▶ Problem description: Lines from the material below that hold the string "Option" are what is needed; copy each of them.

▶ Records supplied:
—————

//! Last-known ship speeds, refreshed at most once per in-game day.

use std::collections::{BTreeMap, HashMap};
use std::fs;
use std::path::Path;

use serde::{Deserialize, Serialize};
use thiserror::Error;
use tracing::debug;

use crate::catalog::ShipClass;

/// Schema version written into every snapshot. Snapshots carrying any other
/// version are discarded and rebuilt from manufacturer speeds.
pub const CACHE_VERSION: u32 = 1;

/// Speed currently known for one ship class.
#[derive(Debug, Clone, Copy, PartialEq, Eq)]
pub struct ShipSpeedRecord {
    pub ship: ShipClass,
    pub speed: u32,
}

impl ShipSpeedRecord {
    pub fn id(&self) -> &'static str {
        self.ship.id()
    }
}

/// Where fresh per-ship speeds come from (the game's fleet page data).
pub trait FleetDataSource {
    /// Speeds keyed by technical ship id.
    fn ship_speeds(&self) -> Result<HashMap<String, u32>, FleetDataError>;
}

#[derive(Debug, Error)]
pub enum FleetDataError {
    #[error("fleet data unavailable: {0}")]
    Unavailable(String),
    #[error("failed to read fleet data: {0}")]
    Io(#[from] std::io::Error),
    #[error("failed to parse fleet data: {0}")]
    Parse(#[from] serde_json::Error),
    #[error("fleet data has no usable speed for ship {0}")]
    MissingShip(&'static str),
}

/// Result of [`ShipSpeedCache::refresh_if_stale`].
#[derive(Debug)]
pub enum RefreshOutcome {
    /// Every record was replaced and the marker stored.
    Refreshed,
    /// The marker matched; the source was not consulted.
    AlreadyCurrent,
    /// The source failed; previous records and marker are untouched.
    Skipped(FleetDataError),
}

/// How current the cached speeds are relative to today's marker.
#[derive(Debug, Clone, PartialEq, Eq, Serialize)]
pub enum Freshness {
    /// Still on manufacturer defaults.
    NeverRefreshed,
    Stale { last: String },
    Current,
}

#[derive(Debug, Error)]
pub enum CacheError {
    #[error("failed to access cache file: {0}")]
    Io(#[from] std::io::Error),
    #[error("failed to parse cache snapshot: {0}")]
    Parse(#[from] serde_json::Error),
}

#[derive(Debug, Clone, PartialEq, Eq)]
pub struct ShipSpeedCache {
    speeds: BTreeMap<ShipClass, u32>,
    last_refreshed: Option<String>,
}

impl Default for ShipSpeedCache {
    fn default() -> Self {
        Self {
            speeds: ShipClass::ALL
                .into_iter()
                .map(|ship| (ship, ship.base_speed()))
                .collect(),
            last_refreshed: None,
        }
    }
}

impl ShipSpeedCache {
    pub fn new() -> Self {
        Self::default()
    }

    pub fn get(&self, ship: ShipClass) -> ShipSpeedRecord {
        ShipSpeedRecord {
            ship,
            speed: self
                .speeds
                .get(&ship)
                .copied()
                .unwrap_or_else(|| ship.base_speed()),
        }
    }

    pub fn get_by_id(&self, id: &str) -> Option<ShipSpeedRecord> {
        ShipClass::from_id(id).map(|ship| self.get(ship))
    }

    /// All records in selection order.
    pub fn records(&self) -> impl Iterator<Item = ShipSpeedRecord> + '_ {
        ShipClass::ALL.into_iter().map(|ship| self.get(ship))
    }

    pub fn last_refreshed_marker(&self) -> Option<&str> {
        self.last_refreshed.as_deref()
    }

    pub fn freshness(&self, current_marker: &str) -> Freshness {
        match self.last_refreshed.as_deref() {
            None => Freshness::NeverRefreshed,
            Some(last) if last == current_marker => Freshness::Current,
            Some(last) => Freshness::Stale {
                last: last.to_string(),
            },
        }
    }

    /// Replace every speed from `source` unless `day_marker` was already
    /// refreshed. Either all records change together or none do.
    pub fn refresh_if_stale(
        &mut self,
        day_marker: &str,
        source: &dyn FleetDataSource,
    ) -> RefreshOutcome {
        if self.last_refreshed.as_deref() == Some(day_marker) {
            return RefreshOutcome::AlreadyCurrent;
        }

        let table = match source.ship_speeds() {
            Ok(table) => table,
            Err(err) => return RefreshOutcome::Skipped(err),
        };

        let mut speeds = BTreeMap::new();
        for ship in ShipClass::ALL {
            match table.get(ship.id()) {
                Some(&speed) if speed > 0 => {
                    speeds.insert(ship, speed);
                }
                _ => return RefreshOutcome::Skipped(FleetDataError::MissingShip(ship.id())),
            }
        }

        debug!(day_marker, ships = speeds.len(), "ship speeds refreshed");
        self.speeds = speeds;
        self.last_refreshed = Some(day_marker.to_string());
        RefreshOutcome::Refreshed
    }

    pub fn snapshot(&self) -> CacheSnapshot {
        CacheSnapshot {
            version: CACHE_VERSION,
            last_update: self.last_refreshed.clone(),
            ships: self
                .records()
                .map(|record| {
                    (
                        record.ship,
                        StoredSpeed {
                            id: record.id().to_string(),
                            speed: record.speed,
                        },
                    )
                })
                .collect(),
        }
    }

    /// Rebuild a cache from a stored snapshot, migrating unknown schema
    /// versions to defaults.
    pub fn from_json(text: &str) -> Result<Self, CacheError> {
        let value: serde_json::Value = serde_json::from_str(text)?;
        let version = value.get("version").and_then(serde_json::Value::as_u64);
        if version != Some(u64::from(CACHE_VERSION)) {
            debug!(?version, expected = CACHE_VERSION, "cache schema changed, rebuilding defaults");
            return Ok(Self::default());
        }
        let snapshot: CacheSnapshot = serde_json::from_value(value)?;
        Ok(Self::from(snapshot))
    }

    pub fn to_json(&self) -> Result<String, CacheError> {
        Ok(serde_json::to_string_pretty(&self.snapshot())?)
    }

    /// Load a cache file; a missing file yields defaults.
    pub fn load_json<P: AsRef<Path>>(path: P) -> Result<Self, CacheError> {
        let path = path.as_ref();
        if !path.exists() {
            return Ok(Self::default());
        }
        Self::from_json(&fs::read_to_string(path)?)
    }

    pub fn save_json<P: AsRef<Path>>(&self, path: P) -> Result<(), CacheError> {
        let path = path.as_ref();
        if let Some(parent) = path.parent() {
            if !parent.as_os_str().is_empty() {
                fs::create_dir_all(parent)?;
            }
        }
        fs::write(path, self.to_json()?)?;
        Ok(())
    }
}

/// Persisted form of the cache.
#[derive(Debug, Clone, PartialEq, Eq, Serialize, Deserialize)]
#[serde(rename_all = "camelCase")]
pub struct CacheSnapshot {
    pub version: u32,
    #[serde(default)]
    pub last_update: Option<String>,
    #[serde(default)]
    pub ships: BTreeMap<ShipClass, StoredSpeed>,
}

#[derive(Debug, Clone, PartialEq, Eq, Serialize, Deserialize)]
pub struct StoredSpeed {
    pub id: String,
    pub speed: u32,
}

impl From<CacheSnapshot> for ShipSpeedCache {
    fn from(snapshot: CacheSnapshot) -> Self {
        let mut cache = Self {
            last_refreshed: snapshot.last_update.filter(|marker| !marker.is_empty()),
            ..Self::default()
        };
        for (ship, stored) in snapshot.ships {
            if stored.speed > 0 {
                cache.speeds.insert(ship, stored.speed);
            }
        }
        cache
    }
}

—————

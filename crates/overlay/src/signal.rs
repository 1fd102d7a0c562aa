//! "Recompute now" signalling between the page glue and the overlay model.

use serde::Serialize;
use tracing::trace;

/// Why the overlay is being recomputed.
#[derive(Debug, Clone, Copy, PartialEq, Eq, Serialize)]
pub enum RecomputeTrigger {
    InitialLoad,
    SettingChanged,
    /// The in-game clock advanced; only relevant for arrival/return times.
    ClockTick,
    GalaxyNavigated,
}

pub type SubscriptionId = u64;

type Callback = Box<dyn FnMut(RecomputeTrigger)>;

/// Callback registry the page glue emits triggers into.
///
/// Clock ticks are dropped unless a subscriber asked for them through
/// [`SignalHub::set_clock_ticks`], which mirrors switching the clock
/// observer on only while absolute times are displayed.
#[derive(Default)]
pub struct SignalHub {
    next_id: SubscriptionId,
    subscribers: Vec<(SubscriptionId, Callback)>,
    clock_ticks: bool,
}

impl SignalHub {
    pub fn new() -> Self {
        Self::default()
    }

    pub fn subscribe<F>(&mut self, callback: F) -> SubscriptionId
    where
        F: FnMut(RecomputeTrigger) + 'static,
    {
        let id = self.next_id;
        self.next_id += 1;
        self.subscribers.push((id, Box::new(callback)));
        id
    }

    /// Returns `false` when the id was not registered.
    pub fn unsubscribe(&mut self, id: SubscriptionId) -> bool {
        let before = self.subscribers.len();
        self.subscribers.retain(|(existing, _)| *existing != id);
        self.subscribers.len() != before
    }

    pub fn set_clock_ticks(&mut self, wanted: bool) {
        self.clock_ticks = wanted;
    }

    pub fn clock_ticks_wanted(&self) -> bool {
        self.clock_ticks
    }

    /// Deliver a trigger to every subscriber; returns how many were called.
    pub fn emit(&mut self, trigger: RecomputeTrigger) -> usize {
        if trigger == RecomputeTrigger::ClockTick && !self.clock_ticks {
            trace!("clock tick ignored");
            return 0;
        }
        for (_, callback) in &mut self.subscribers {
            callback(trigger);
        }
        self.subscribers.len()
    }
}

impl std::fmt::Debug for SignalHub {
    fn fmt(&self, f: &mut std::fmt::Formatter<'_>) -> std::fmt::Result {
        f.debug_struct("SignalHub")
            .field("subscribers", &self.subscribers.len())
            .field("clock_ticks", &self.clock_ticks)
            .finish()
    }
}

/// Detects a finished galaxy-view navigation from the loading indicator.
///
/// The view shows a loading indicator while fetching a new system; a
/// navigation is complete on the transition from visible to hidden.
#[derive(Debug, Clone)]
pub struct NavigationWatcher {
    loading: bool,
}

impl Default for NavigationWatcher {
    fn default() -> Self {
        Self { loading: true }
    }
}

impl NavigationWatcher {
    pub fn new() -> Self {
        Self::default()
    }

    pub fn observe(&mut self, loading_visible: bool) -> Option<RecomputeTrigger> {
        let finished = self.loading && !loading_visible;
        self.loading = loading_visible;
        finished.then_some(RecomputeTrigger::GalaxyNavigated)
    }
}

—————

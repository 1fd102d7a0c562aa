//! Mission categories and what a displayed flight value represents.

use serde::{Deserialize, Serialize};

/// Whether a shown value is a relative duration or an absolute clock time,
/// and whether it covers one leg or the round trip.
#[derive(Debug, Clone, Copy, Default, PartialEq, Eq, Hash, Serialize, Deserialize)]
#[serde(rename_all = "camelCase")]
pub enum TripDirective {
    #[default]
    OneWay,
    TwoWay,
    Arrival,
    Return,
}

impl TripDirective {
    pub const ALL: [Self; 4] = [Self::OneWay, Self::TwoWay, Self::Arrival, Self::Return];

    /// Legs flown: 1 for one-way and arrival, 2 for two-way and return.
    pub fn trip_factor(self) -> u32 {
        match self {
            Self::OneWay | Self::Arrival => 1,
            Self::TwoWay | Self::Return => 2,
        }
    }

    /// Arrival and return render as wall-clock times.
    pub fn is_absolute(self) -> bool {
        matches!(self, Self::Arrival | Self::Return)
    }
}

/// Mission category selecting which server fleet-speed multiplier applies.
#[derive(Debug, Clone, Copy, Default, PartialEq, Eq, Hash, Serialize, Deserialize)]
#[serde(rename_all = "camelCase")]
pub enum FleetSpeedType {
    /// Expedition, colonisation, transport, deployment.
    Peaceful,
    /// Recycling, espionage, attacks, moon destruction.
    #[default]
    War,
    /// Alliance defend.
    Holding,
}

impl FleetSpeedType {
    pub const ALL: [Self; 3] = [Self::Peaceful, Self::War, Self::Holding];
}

—————

▶ Exercise answer:
    last_refreshed: Option<String>,
    pub fn get_by_id(&self, id: &str) -> Option<ShipSpeedRecord> {
    pub fn last_refreshed_marker(&self) -> Option<&str> {
    pub last_update: Option<String>,
    pub fn observe(&mut self, loading_visible: bool) -> Option<RecomputeTrigger> {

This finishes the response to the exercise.